Collected data entries:
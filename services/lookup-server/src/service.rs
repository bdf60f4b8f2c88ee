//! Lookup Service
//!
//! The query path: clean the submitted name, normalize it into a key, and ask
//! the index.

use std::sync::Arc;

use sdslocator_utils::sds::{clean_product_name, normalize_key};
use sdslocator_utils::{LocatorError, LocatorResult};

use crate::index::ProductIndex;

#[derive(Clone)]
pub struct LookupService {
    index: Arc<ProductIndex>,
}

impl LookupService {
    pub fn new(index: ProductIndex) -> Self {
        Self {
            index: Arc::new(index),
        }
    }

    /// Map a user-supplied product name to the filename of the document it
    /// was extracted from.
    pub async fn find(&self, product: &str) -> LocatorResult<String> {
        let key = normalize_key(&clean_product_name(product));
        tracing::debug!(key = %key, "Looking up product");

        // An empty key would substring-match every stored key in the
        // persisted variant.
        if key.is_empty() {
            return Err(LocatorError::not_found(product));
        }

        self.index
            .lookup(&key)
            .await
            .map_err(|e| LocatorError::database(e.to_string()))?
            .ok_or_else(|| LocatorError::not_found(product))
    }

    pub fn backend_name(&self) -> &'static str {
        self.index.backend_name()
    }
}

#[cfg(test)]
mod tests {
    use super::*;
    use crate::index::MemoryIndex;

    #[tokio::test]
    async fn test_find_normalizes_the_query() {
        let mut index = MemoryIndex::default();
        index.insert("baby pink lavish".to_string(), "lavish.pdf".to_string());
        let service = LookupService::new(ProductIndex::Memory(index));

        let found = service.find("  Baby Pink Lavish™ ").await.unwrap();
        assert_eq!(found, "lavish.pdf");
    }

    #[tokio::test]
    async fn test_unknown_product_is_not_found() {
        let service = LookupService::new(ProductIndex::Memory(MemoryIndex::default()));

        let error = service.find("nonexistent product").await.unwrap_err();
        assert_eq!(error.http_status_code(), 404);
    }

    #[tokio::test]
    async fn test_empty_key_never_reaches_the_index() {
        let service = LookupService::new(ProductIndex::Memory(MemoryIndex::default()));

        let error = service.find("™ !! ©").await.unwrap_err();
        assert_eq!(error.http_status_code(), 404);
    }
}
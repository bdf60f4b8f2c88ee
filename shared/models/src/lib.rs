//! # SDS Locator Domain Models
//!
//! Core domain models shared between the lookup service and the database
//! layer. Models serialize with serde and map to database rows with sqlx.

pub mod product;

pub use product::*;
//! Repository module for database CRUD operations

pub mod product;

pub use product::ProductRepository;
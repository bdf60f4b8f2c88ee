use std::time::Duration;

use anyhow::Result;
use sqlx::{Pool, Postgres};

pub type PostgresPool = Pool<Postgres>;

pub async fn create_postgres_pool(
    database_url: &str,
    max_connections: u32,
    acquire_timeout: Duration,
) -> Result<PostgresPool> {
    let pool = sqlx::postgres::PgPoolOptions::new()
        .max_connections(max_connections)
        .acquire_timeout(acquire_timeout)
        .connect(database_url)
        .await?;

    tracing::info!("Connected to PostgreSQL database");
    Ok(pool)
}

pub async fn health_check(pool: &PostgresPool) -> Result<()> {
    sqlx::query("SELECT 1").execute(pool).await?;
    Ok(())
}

* * *

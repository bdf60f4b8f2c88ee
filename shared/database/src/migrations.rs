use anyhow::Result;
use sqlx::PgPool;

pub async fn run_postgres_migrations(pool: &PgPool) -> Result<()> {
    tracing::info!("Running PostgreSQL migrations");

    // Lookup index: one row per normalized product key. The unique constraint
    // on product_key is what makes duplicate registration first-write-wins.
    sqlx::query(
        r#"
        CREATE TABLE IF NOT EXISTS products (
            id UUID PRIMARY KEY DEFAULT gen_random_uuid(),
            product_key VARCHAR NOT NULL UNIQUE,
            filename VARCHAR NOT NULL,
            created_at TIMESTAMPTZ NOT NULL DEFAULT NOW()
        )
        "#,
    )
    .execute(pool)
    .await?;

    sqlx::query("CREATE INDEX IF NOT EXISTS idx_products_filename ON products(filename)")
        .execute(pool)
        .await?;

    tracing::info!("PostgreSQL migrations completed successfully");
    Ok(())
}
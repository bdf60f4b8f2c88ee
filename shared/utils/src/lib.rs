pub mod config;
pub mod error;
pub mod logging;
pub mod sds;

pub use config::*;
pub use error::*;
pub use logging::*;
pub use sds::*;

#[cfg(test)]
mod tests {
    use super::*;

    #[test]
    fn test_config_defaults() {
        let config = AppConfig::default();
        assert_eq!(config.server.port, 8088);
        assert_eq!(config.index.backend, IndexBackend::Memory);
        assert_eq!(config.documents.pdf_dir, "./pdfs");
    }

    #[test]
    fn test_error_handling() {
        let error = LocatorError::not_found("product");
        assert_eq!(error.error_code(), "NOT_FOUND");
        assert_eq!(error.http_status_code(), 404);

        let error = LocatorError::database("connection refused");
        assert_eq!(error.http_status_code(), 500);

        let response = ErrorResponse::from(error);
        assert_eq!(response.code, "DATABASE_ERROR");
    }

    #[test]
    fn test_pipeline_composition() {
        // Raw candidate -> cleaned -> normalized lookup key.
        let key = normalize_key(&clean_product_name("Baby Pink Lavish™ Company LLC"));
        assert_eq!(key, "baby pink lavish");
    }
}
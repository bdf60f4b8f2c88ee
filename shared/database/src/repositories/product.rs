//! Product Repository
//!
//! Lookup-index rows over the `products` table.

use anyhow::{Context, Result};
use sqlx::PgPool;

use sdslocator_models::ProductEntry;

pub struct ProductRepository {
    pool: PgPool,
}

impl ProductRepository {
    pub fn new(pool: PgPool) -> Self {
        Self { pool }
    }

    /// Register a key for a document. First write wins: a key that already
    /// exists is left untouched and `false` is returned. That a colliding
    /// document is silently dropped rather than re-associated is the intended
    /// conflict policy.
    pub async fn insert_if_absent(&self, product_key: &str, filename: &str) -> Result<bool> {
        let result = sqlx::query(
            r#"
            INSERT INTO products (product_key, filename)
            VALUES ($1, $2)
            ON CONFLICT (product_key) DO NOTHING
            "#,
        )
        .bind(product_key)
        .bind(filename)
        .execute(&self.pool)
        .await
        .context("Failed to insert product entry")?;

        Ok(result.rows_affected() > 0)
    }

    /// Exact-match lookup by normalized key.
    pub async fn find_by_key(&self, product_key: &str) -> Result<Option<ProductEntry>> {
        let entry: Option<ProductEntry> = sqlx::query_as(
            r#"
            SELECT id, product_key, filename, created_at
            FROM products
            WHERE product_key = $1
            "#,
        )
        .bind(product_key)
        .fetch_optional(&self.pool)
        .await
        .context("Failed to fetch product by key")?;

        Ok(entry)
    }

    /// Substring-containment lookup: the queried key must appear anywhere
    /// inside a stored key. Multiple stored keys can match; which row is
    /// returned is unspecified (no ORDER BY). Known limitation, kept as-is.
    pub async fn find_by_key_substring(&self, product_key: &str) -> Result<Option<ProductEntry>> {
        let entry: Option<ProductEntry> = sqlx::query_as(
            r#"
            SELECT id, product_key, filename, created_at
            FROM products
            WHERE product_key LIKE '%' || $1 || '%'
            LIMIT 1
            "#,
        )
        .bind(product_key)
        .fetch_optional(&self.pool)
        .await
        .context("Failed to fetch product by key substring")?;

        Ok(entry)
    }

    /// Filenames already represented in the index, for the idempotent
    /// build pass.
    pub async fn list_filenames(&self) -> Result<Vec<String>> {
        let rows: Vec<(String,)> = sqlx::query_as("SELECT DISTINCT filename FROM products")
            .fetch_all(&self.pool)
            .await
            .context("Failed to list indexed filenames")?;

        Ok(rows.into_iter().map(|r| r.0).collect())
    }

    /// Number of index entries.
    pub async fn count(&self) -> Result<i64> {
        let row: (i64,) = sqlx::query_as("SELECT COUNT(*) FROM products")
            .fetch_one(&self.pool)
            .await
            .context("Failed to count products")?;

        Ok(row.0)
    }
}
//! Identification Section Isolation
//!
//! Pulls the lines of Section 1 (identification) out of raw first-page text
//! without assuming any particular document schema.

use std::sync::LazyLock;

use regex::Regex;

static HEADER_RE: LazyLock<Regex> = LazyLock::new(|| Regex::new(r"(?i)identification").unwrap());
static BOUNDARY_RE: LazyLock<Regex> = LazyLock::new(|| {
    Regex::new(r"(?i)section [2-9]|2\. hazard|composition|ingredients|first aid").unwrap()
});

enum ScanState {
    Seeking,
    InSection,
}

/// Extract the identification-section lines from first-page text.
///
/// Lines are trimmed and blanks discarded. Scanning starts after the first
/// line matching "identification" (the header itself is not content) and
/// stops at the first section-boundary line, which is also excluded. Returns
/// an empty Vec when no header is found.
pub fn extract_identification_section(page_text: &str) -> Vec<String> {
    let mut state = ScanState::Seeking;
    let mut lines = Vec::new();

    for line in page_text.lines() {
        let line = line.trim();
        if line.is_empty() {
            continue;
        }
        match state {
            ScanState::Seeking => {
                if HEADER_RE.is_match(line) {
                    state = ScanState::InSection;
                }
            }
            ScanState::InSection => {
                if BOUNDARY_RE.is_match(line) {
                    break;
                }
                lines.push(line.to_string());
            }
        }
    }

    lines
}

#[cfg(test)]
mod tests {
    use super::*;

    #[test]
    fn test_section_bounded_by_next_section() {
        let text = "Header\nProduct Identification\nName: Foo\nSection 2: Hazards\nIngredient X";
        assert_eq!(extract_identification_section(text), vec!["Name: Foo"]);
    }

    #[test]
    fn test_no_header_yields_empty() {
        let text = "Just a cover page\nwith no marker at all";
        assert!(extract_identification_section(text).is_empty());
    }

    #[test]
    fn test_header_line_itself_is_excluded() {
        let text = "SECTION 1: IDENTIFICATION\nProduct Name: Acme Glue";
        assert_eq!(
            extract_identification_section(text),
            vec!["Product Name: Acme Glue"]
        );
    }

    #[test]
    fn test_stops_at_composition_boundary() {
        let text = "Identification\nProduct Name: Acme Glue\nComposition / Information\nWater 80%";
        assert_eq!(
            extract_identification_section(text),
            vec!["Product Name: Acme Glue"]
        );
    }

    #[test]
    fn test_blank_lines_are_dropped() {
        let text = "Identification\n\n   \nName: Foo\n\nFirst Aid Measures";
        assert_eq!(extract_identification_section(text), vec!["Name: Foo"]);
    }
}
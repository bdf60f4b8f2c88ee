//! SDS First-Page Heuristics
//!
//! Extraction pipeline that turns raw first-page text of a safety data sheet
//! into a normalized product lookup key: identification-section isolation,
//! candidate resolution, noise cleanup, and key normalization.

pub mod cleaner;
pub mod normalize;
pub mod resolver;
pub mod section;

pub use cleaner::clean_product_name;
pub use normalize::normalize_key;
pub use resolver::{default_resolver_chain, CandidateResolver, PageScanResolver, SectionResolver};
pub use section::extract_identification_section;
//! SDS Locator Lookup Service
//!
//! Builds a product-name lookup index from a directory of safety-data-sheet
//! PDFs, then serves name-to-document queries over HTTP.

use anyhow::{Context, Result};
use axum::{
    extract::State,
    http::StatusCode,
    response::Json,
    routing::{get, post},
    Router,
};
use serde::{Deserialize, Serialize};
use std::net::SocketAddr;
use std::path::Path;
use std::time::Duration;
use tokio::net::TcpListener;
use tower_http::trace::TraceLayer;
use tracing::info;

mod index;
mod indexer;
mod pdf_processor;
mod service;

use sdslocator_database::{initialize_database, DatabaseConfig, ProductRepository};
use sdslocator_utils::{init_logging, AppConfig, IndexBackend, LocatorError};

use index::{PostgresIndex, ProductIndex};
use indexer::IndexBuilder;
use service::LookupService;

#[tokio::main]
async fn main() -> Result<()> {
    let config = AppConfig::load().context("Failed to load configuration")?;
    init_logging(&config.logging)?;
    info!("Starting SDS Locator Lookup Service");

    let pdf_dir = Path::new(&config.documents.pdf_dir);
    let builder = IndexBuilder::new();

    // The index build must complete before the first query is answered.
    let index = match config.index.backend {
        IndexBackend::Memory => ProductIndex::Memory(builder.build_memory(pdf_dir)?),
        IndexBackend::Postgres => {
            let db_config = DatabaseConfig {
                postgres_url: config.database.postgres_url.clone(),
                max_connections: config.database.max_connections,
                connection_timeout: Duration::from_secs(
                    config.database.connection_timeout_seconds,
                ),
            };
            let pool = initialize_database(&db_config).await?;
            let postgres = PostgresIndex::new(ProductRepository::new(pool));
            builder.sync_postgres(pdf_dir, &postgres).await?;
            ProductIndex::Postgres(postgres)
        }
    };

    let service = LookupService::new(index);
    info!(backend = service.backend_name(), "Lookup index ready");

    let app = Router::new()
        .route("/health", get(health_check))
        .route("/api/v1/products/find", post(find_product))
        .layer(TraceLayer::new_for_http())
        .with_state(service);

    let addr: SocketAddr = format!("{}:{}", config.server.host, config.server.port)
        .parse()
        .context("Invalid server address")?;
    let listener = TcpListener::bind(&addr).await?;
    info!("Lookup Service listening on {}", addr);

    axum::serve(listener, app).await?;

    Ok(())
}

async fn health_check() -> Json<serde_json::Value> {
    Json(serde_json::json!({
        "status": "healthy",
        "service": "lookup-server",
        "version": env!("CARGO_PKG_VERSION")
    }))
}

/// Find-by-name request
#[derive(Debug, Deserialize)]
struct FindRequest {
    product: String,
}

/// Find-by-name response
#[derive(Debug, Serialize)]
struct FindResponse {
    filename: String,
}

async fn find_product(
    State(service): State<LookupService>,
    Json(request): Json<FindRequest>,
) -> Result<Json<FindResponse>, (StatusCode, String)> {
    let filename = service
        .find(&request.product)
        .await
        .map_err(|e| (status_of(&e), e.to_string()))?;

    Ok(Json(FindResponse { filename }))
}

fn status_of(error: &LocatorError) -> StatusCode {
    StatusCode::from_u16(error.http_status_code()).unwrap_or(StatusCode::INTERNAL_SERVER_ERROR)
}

...

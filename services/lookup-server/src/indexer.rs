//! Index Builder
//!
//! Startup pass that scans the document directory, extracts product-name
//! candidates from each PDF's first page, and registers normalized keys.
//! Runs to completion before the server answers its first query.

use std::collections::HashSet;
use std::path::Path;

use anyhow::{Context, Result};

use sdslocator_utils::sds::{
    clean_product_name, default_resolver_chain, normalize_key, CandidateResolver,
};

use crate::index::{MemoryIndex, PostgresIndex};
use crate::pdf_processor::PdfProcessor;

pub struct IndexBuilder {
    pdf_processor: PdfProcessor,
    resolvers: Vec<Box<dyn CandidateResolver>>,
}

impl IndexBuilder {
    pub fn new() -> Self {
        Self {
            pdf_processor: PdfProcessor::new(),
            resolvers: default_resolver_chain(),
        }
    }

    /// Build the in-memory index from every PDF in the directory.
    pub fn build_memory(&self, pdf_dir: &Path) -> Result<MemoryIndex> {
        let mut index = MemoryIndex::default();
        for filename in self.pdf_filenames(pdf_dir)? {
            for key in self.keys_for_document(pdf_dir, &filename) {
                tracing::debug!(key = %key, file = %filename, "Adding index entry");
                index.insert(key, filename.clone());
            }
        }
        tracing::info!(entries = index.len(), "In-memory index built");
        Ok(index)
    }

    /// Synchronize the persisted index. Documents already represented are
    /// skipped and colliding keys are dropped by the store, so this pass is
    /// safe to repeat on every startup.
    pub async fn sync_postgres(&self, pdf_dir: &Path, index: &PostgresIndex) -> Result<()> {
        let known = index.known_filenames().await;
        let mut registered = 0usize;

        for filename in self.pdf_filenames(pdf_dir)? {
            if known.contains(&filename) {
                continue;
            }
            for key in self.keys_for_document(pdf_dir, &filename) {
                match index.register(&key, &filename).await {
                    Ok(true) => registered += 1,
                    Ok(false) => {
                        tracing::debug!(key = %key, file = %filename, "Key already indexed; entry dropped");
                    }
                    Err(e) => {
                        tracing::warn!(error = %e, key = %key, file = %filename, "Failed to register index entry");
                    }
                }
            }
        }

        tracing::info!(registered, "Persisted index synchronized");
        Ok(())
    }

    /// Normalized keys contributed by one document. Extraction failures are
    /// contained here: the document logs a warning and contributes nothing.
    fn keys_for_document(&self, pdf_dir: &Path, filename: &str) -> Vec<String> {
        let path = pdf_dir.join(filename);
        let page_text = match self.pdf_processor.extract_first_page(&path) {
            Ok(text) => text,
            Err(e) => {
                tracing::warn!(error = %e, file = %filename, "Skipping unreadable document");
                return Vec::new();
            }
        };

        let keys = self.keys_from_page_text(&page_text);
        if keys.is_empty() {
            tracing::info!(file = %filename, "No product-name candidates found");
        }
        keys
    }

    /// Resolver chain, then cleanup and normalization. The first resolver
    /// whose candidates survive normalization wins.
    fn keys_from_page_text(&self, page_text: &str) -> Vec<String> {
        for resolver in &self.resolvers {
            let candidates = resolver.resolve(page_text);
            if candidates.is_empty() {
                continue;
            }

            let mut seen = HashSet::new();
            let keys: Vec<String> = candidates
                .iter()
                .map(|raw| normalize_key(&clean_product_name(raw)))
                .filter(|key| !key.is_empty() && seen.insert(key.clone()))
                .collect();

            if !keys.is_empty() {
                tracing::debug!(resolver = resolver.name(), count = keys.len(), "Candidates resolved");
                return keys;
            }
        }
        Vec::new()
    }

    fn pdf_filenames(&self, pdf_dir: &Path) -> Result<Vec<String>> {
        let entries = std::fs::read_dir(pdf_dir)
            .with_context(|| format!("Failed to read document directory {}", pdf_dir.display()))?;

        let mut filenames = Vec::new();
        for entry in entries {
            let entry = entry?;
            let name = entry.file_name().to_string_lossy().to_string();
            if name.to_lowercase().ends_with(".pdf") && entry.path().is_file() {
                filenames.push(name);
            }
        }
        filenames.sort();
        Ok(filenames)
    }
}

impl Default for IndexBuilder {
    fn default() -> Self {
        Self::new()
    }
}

• ASSIGNMENT:
Retrieve each line of the data in which the word "directory" can be found.

• REPLY TO THE EXERCISE:
//! Builds a product-name lookup index from a directory of safety-data-sheet
//! Startup pass that scans the document directory, extracts product-name
    /// Build the in-memory index from every PDF in the directory.
            .with_context(|| format!("Failed to read document directory {}", pdf_dir.display()))?;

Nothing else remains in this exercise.